This past winter I received a call from a very nice gentleman in Cass County Missouri who had seen the generous article that had been written about auctions and our company in The Kansas City Star.
He was interested in selling some farm equipment on his property, and asked me to come out to take a look at what he had.
On the day we scheduled the visit, it was a very cold, around 10 degrees. I always like to be prepared, and on this day I had a heavy coat, thick gloves, and warm hat to make sure we were able to walk the entire property without worrying about over exposure.
Upon arriving at the property, my potential seller greeted me and immediately began to show me around. We looked at the barn and a super clean John Deere 4430 tractor as well as some cattle equipment.
There were two other areas on the farm with equipment that he wanted me to look at, and pointed to both of them, with clear instructions on making sure the gates stayed closed so that his “bull would not get out.” This should have been a red flag for me, but I proceeded with high energy like most auctioneers eager to see what we might have the opportunity to sell.
The seller went back into the house to warm up, and mumbled something about, “don’t worry about the bull, he won’t even care you are around.” This was probably another red flag, if red flags mean anything at this point.
After looking at the first area, and securing the gates according to his instructions I proceeded to the second area which was about a fifty yard walk across a pasture with two gates. At this point I had seen no evidence of a bull, and to be quite frank, I was more focused on staying warm and making sure the gates were secured properly.
Just as I had made it half way across the field, I saw out of the corner of my eye a large mass which immediately grabbed my attention. As I turned to get a better look, at the top of a hill about 40 yards away stood the biggest bull that I had ever seen in my entire life. This massive bull seemed two stories high, and if his rack were on the front of a Cadillac, it would have to taken up two lanes while driving.
I froze, and to my surprise, so did he. I looked to my right, where the gate that I had just entered from was tightly secured. I looked to my left where an open gate and fence where. A decision had to be made, and this is where I was thankful for my military medical training, where making quick and decisive decisions is crucial. It was roughly 25 yards either way, but it might as well been a half mile in my mind at the time.
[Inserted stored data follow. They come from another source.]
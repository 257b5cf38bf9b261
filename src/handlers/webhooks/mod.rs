pub mod identity;

pub use identity::receive as identity_receive;
use chrono::{DateTime, Utc};
use serde::{Deserialize, Serialize};
use sqlx::FromRow;
use uuid::Uuid;

#[derive(Debug, Clone, PartialEq, Eq, Serialize, Deserialize, FromRow)]
pub struct Project {
    pub id: Uuid,
    pub workspace_id: String,
    pub name: String,
    pub description: Option<String>,
    pub status: String,
    pub priority: String,
    pub progress: i32,
    pub team_lead: Option<String>,
    pub start_date: Option<DateTime<Utc>>,
    pub end_date: Option<DateTime<Utc>>,
    pub created_at: DateTime<Utc>,
    pub updated_at: DateTime<Utc>,
}
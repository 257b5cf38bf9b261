use sqlx::{postgres::PgRow, FromRow, PgPool};

use crate::database::manager::DatabaseError;

/// Read-only table access for the listing endpoints
pub struct Repository<T> {
    table_name: &'static str,
    pool: PgPool,
    _phantom: std::marker::PhantomData<T>,
}

impl<T> Repository<T>
where
    T: for<'r> FromRow<'r, PgRow> + Send + Unpin,
{
    pub fn new(table_name: &'static str, pool: PgPool) -> Self {
        Self {
            table_name,
            pool,
            _phantom: std::marker::PhantomData,
        }
    }

    /// Every row, newest first. No pagination.
    pub async fn select_all(&self) -> Result<Vec<T>, DatabaseError> {
        let sql = format!(
            "SELECT * FROM {} ORDER BY created_at DESC",
            quote_identifier(self.table_name)
        );
        let rows = sqlx::query_as::<_, T>(&sql).fetch_all(&self.pool).await?;
        Ok(rows)
    }
}

/// Quote SQL identifier to prevent injection
fn quote_identifier(name: &str) -> String {
    format!("\"{}\"", name.replace('"', "\"\""))
}
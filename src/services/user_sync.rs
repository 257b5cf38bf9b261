use serde::Serialize;
use std::sync::Arc;
use thiserror::Error;
use tracing::info;

use crate::config::SyncMode;
use crate::database::models::UserProfile;
use crate::database::{DatabaseError, Store};
use crate::webhooks::EventKind;

#[derive(Debug, Error)]
pub enum SyncError {
    #[error("User already exists: {0}")]
    AlreadyExists(String),

    #[error("User not found: {0}")]
    NotFound(String),

    #[error(transparent)]
    Database(#[from] DatabaseError),
}

/// What a handler did to the users table
#[derive(Debug, Clone, Copy, PartialEq, Eq, Serialize)]
#[serde(rename_all = "snake_case")]
pub enum SyncOutcome {
    Inserted,
    Updated,
    Deleted,
    /// Delete of an id that was not stored (idempotent mode only)
    AlreadyAbsent,
}

/// Applies user lifecycle events to the store, one statement per event
pub struct UserSyncService {
    store: Arc<dyn Store>,
    mode: SyncMode,
}

impl UserSyncService {
    pub fn new(store: Arc<dyn Store>, mode: SyncMode) -> Self {
        Self { store, mode }
    }

    pub async fn apply(&self, kind: EventKind, profile: &UserProfile) -> Result<SyncOutcome, SyncError> {
        let outcome = match kind {
            EventKind::UserCreated => self.created(profile).await,
            EventKind::UserUpdated => self.updated(profile).await,
            EventKind::UserDeleted => self.deleted(&profile.id).await,
        }?;

        info!(
            event = kind.as_str(),
            user_id = %profile.id,
            outcome = ?outcome,
            mode = ?self.mode,
            "Applied identity event"
        );
        Ok(outcome)
    }

    /// Strict: insert, failing on an existing id. Idempotent: upsert.
    pub async fn created(&self, profile: &UserProfile) -> Result<SyncOutcome, SyncError> {
        match self.mode {
            SyncMode::Strict => match self.store.insert_user(profile).await {
                Ok(_) => Ok(SyncOutcome::Inserted),
                Err(DatabaseError::Conflict(_)) => Err(SyncError::AlreadyExists(profile.id.clone())),
                Err(e) => Err(e.into()),
            },
            SyncMode::Idempotent => self.upsert(profile).await,
        }
    }

    /// Strict: overwrite, failing on a missing id. Idempotent: upsert.
    pub async fn updated(&self, profile: &UserProfile) -> Result<SyncOutcome, SyncError> {
        match self.mode {
            SyncMode::Strict => match self.store.update_user(profile).await? {
                Some(_) => Ok(SyncOutcome::Updated),
                None => Err(SyncError::NotFound(profile.id.clone())),
            },
            SyncMode::Idempotent => self.upsert(profile).await,
        }
    }

    /// Strict: a missing id is an error. Idempotent: a missing id is already the desired state.
    pub async fn deleted(&self, id: &str) -> Result<SyncOutcome, SyncError> {
        let removed = self.store.delete_user(id).await?;
        match (removed, self.mode) {
            (true, _) => Ok(SyncOutcome::Deleted),
            (false, SyncMode::Idempotent) => Ok(SyncOutcome::AlreadyAbsent),
            (false, SyncMode::Strict) => Err(SyncError::NotFound(id.to_string())),
        }
    }

    async fn upsert(&self, profile: &UserProfile) -> Result<SyncOutcome, SyncError> {
        let upserted = self.store.upsert_user(profile).await?;
        Ok(if upserted.inserted {
            SyncOutcome::Inserted
        } else {
            SyncOutcome::Updated
        })
    }
}

#[cfg(test)]
mod tests {
    use super::*;
    use crate::database::MemoryStore;

    fn service(mode: SyncMode) -> (UserSyncService, Arc<MemoryStore>) {
        let store = Arc::new(MemoryStore::new());
        (UserSyncService::new(store.clone(), mode), store)
    }

    fn profile(name: &str) -> UserProfile {
        UserProfile {
            id: "user_2abc".to_string(),
            email: Some("ada@example.com".to_string()),
            name: Some(name.to_string()),
            image: Some("https://img.example.com/ada.png".to_string()),
        }
    }

    #[tokio::test]
    async fn create_then_update_reads_back_updated_fields() {
        for mode in [SyncMode::Strict, SyncMode::Idempotent] {
            let (sync, store) = service(mode);
            sync.created(&profile("Ada")).await.unwrap();

            let changed = UserProfile {
                email: Some("countess@example.com".to_string()),
                image: None,
                ..profile("Ada Lovelace")
            };
            assert_eq!(sync.updated(&changed).await.unwrap(), SyncOutcome::Updated);

            let user = store.find_user("user_2abc").await.unwrap().unwrap();
            assert_eq!(user.email.as_deref(), Some("countess@example.com"));
            assert_eq!(user.name.as_deref(), Some("Ada Lovelace"));
            assert_eq!(user.image, None);
        }
    }

    #[tokio::test]
    async fn strict_create_twice_fails() {
        let (sync, _) = service(SyncMode::Strict);
        assert_eq!(sync.created(&profile("Ada")).await.unwrap(), SyncOutcome::Inserted);
        let err = sync.created(&profile("Ada")).await.unwrap_err();
        assert!(matches!(err, SyncError::AlreadyExists(id) if id == "user_2abc"));
    }

    #[tokio::test]
    async fn strict_update_of_missing_user_fails() {
        let (sync, store) = service(SyncMode::Strict);
        let err = sync.updated(&profile("Ada")).await.unwrap_err();
        assert!(matches!(err, SyncError::NotFound(_)));
        assert!(store.find_user("user_2abc").await.unwrap().is_none());
    }

    #[tokio::test]
    async fn strict_delete_of_missing_user_fails() {
        let (sync, _) = service(SyncMode::Strict);
        let err = sync.deleted("user_missing").await.unwrap_err();
        assert!(matches!(err, SyncError::NotFound(id) if id == "user_missing"));
    }

    #[tokio::test]
    async fn idempotent_redelivery_is_a_no_op() {
        let (sync, store) = service(SyncMode::Idempotent);
        assert_eq!(sync.created(&profile("Ada")).await.unwrap(), SyncOutcome::Inserted);
        assert_eq!(sync.created(&profile("Ada")).await.unwrap(), SyncOutcome::Updated);

        assert_eq!(sync.deleted("user_2abc").await.unwrap(), SyncOutcome::Deleted);
        assert_eq!(sync.deleted("user_2abc").await.unwrap(), SyncOutcome::AlreadyAbsent);
        assert!(store.find_user("user_2abc").await.unwrap().is_none());
    }

    #[tokio::test]
    async fn idempotent_update_before_create_inserts() {
        let (sync, store) = service(SyncMode::Idempotent);
        assert_eq!(sync.updated(&profile("Ada")).await.unwrap(), SyncOutcome::Inserted);
        assert!(store.find_user("user_2abc").await.unwrap().is_some());
    }

    #[tokio::test]
    async fn apply_dispatches_by_kind() {
        let (sync, store) = service(SyncMode::Strict);
        let p = profile("Ada");
        assert_eq!(sync.apply(EventKind::UserCreated, &p).await.unwrap(), SyncOutcome::Inserted);
        assert_eq!(sync.apply(EventKind::UserUpdated, &p).await.unwrap(), SyncOutcome::Updated);
        assert_eq!(sync.apply(EventKind::UserDeleted, &p).await.unwrap(), SyncOutcome::Deleted);
        assert!(store.find_user("user_2abc").await.unwrap().is_none());
    }
}
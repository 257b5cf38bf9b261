// handlers/public/health.rs - GET /health

use axum::{extract::State, http::StatusCode, response::IntoResponse, Json};
use serde_json::json;

use crate::state::AppState;

/// GET /health - liveness plus a store round-trip; 503 when the store is unreachable
pub async fn health(State(state): State<AppState>) -> impl IntoResponse {
    let now = chrono::Utc::now();

    match state.store.ping().await {
        Ok(_) => (
            StatusCode::OK,
            Json(json!({
                "success": true,
                "data": {
                    "status": "ok",
                    "timestamp": now,
                    "database": "ok"
                }
            })),
        ),
        Err(e) => {
            tracing::error!("Health check failed: {}", e);
            (
                StatusCode::SERVICE_UNAVAILABLE,
                Json(json!({
                    "success": false,
                    "error": "database unavailable",
                    "data": {
                        "status": "degraded",
                        "timestamp": now,
                        "database": "unavailable"
                    }
                })),
            )
        }
    }
}
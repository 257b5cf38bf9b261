pub mod project;
pub mod user;
pub mod workspace;

pub use project::Project;
pub use user::{User, UserProfile};
pub use workspace::Workspace;
use chrono::{DateTime, Utc};
use serde::{Deserialize, Serialize};
use sqlx::FromRow;

/// Local mirror of an identity-provider user
#[derive(Debug, Clone, PartialEq, Eq, Serialize, Deserialize, FromRow)]
pub struct User {
    pub id: String,
    pub email: Option<String>,
    pub name: Option<String>,
    pub image: Option<String>,
    pub created_at: DateTime<Utc>,
    pub updated_at: DateTime<Utc>,
}

/// The provider-derived fields written on create and overwritten on update
#[derive(Debug, Clone, Default, PartialEq, Eq, Serialize, Deserialize)]
pub struct UserProfile {
    pub id: String,
    pub email: Option<String>,
    pub name: Option<String>,
    pub image: Option<String>,
}

impl User {
    /// Fresh row for a profile, timestamps set to `now`
    pub fn from_profile(profile: &UserProfile, now: DateTime<Utc>) -> Self {
        Self {
            id: profile.id.clone(),
            email: profile.email.clone(),
            name: profile.name.clone(),
            image: profile.image.clone(),
            created_at: now,
            updated_at: now,
        }
    }

    /// Full overwrite of the provider-derived fields
    pub fn apply(&mut self, profile: &UserProfile, now: DateTime<Utc>) {
        self.email = profile.email.clone();
        self.name = profile.name.clone();
        self.image = profile.image.clone();
        self.updated_at = now;
    }
}
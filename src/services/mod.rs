pub mod user_sync;

pub use user_sync::{SyncError, SyncOutcome, UserSyncService};
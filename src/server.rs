//! Router assembly and the serve loop.
//!
//! Layers, outermost first: request tracing (when enabled), CORS, body limit,
//! session auth, handler.

use axum::{
    extract::DefaultBodyLimit,
    http::HeaderValue,
    middleware,
    routing::{get, post},
    Router,
};
use tokio::net::TcpListener;
use tower_http::{
    cors::{AllowOrigin, Any, CorsLayer},
    trace::TraceLayer,
};
use tracing::{info, warn};

use crate::handlers;
use crate::middleware::session_auth_middleware;
use crate::state::AppState;

pub fn app(state: AppState) -> Router {
    let config = state.config.clone();

    let router = Router::new()
        // Public
        .merge(public_routes())
        // Data reads
        .merge(api_routes())
        // Identity provider callbacks
        .merge(webhook_routes())
        // Global middleware
        .layer(middleware::from_fn_with_state(state.clone(), session_auth_middleware))
        .layer(DefaultBodyLimit::max(config.api.max_request_size_bytes))
        .layer(cors_layer(&config.security.cors_origins))
        .with_state(state);

    if config.api.enable_request_logging {
        router.layer(TraceLayer::new_for_http())
    } else {
        router
    }
}

fn public_routes() -> Router<AppState> {
    use handlers::public;

    Router::new()
        .route("/", get(public::root))
        .route("/api", get(public::api_root))
        .route("/health", get(public::health))
}

fn api_routes() -> Router<AppState> {
    use handlers::api;

    Router::new()
        .route("/api/workspaces", get(api::workspaces_list))
        .route("/api/projects", get(api::projects_list))
        .route("/api/auth/whoami", get(api::whoami))
}

fn webhook_routes() -> Router<AppState> {
    use handlers::webhooks;

    Router::new().route("/api/webhooks/identity", post(webhooks::identity_receive))
}

/// Allow-list CORS. An empty list allows any origin.
pub fn cors_layer(origins: &[String]) -> CorsLayer {
    if origins.is_empty() {
        return CorsLayer::permissive();
    }

    let allowed: Vec<HeaderValue> = origins
        .iter()
        .filter_map(|origin| match HeaderValue::from_str(origin) {
            Ok(value) => Some(value),
            Err(_) => {
                warn!("Ignoring invalid CORS origin: {}", origin);
                None
            }
        })
        .collect();

    CorsLayer::new()
        .allow_origin(AllowOrigin::list(allowed))
        .allow_methods(Any)
        .allow_headers(Any)
}

/// Serve until Ctrl-C or SIGTERM, letting in-flight requests finish
pub async fn serve(listener: TcpListener, state: AppState) -> std::io::Result<()> {
    axum::serve(listener, app(state))
        .with_graceful_shutdown(shutdown_signal())
        .await
}

async fn shutdown_signal() {
    let ctrl_c = async {
        if let Err(e) = tokio::signal::ctrl_c().await {
            warn!("Failed to install Ctrl+C handler: {}", e);
            std::future::pending::<()>().await;
        }
    };

    #[cfg(unix)]
    let terminate = async {
        match tokio::signal::unix::signal(tokio::signal::unix::SignalKind::terminate()) {
            Ok(mut signal) => {
                signal.recv().await;
            }
            Err(e) => {
                warn!("Failed to install SIGTERM handler: {}", e);
                std::future::pending::<()>().await;
            }
        }
    };

    #[cfg(not(unix))]
    let terminate = std::future::pending::<()>();

    tokio::select! {
        _ = ctrl_c => info!("Received CTRL+C signal"),
        _ = terminate => info!("Received SIGTERM signal"),
    }
}
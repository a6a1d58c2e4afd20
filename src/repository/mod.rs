pub mod database;
pub mod memory;
pub mod schema;

use crate::errors::StoreError;
use crate::models::task::{NewTask, Task};

/// Outcome of an update targeting a single row by id. The store resolves
/// zero-rows-affected into `NotFound` itself, so callers never reason about
/// row counts.
#[derive(Debug, Clone, Copy, PartialEq, Eq)]
pub enum UpdateOutcome {
    Updated,
    NotFound,
}

/// Persistence seam for tasks. The HTTP layer only sees this trait; the
/// Postgres store backs the running service and the in-memory store backs
/// the tests.
pub trait TaskStore: Send + Sync {
    /// All rows whose `deleted_at` is null, in store-native order.
    fn list_active(&self) -> Result<Vec<Task>, StoreError>;

    /// Any row by id, soft-deleted ones included.
    fn find_by_id(&self, task_id: i32) -> Result<Option<Task>, StoreError>;

    fn create(&self, new_task: NewTask) -> Result<Task, StoreError>;

    /// Stamps `completed_at` with the current time (`done`) or clears it,
    /// regardless of the row's current completion or deletion state.
    fn set_completed(&self, task_id: i32, done: bool) -> Result<UpdateOutcome, StoreError>;

    /// Stamps `deleted_at` if it is still null. An already-deleted row keeps
    /// its original stamp and still counts as `Updated`: not-found strictly
    /// means the row does not exist in the table.
    fn soft_delete(&self, task_id: i32) -> Result<UpdateOutcome, StoreError>;
}
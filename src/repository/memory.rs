use std::sync::atomic::{AtomicI32, Ordering};
use std::sync::{Mutex, MutexGuard};

use chrono::Utc;

use crate::errors::StoreError;
use crate::models::task::{NewTask, Task};
use crate::repository::{TaskStore, UpdateOutcome};

/// In-memory store with the same observable semantics as `PgTaskStore`.
/// Backs the test suite; also handy for running the service without a
/// database.
#[derive(Debug)]
pub struct MemoryTaskStore {
    tasks: Mutex<Vec<Task>>,
    next_id: AtomicI32,
}

impl Default for MemoryTaskStore {
    fn default() -> Self {
        Self::new()
    }
}

impl MemoryTaskStore {
    pub fn new() -> Self {
        MemoryTaskStore {
            tasks: Mutex::new(Vec::new()),
            next_id: AtomicI32::new(1),
        }
    }

    fn rows(&self) -> Result<MutexGuard<'_, Vec<Task>>, StoreError> {
        self.tasks.lock().map_err(|_| StoreError::Poisoned)
    }
}

impl TaskStore for MemoryTaskStore {
    fn list_active(&self) -> Result<Vec<Task>, StoreError> {
        let rows = self.rows()?;
        Ok(rows.iter().filter(|task| task.is_active()).cloned().collect())
    }

    fn find_by_id(&self, task_id: i32) -> Result<Option<Task>, StoreError> {
        let rows = self.rows()?;
        Ok(rows.iter().find(|task| task.id == task_id).cloned())
    }

    fn create(&self, new_task: NewTask) -> Result<Task, StoreError> {
        let task = Task {
            id: self.next_id.fetch_add(1, Ordering::SeqCst),
            description: new_task.description,
            created_at: Utc::now().naive_utc(),
            due_at: new_task.due_at,
            completed_at: None,
            deleted_at: None,
        };
        self.rows()?.push(task.clone());
        Ok(task)
    }

    fn set_completed(&self, task_id: i32, done: bool) -> Result<UpdateOutcome, StoreError> {
        let mut rows = self.rows()?;
        match rows.iter_mut().find(|task| task.id == task_id) {
            Some(task) => {
                task.completed_at = done.then(|| Utc::now().naive_utc());
                Ok(UpdateOutcome::Updated)
            }
            None => Ok(UpdateOutcome::NotFound),
        }
    }

    fn soft_delete(&self, task_id: i32) -> Result<UpdateOutcome, StoreError> {
        let mut rows = self.rows()?;
        match rows.iter_mut().find(|task| task.id == task_id) {
            Some(task) => {
                task.deleted_at.get_or_insert_with(|| Utc::now().naive_utc());
                Ok(UpdateOutcome::Updated)
            }
            None => Ok(UpdateOutcome::NotFound),
        }
    }
}
use chrono::Utc;
use diesel::prelude::*;
use diesel::r2d2::{self, ConnectionManager};
use diesel::sql_types::{Nullable, Timestamp};

use crate::errors::StoreError;
use crate::models::task::{NewTask, Task};
use crate::repository::schema::tasks::dsl::*;
use crate::repository::{TaskStore, UpdateOutcome};

type DbPool = r2d2::Pool<ConnectionManager<PgConnection>>;
type DbConnection = r2d2::PooledConnection<ConnectionManager<PgConnection>>;

diesel::define_sql_function! {
    fn coalesce(x: Nullable<Timestamp>, y: Timestamp) -> Nullable<Timestamp>;
}

/// Diesel-backed store. Every operation is a single statement; soft-delete
/// uses COALESCE so re-deleting keeps the original stamp without a second
/// round trip.
#[derive(Debug, Clone)]
pub struct PgTaskStore {
    pool: DbPool,
}

impl PgTaskStore {
    pub fn new(database_url: &str) -> Result<Self, StoreError> {
        let manager = ConnectionManager::<PgConnection>::new(database_url);
        let pool = r2d2::Pool::builder().build(manager)?;
        Ok(PgTaskStore { pool })
    }

    fn conn(&self) -> Result<DbConnection, StoreError> {
        Ok(self.pool.get()?)
    }
}

impl TaskStore for PgTaskStore {
    fn list_active(&self) -> Result<Vec<Task>, StoreError> {
        let rows = tasks
            .filter(deleted_at.is_null())
            .load::<Task>(&mut self.conn()?)?;
        Ok(rows)
    }

    fn find_by_id(&self, task_id: i32) -> Result<Option<Task>, StoreError> {
        let row = tasks
            .find(task_id)
            .get_result::<Task>(&mut self.conn()?)
            .optional()?;
        Ok(row)
    }

    fn create(&self, new_task: NewTask) -> Result<Task, StoreError> {
        let row = diesel::insert_into(tasks)
            .values(&new_task)
            .get_result::<Task>(&mut self.conn()?)?;
        Ok(row)
    }

    fn set_completed(&self, task_id: i32, done: bool) -> Result<UpdateOutcome, StoreError> {
        let stamp = done.then(|| Utc::now().naive_utc());
        let affected = diesel::update(tasks.find(task_id))
            .set(completed_at.eq(stamp))
            .execute(&mut self.conn()?)?;
        Ok(outcome(affected))
    }

    fn soft_delete(&self, task_id: i32) -> Result<UpdateOutcome, StoreError> {
        let affected = diesel::update(tasks.find(task_id))
            .set(deleted_at.eq(coalesce(deleted_at, Utc::now().naive_utc())))
            .execute(&mut self.conn()?)?;
        Ok(outcome(affected))
    }
}

fn outcome(affected: usize) -> UpdateOutcome {
    if affected == 0 {
        UpdateOutcome::NotFound
    } else {
        UpdateOutcome::Updated
    }
}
I decided to walk briskly to my left, and use the open gate as a barrier if needed. As I began my brisk walk, the bull decided he was very interested in what I was doing, and this is when I noticed that I was wearing a BRIGHT RED JACKET. It was the warmest jacket I owned, but I would have gladly traded it for a Members Only wind breaker if I had known I was going to be a matador’s cape. Now I know bulls are colorblind, but this is no comfort when you are staring at what appears to be a two ton mass of muscle with an attitude.
He had his head down and was running very fast towards me at this point. I am usually a very optimistic person, but his speed, and the distance I had to cover to get to safety, made me a half cup empty kind of guy that day.
I decided to try something I had seen on a television program, and threw my arms up in the air rapidly. To my surprise, it actually worked, and the bull stopped in his tracks, turned sideways and looked at me. I continued to walk briskly and he started to slowly trot towards me again. I repeated the arm movement a second time, but this bull was not falling for that again. He increased his speed and was now running at me very fast. I decided that a brisk walk was no longer an option and did my best impression of Carl Lewis in a bright red jacket. It is amazing how fast you can run when properly motivated.
The gate and my fence proved to be my saving grace. I was able to barely get around the gate and position myself to jump the fence if he came around after me. As he came around, he snorted several times and trotted near a small outbuilding, while I wasted no time getting on the other side of the fence and ran to the first gate, secured it behind me and proceeded to meet the seller for a post inspection report. The rest of the meeting with the seller is irrelevant in comparison to the several things I learned that day.
The first being, that no matter how prepared you think you are there is always more that can happen to you.
The second thing that I learned is to ask the seller to accompany me whenever he mentions there is bull in the field.
The third and most important lesson I learned on that cold winter day is, never wear a red jacket when there might be bulls in a field, even if bulls are colorblind. I promise you there is no comfort from that knowledge.
Remember, Life is good….. really, really good!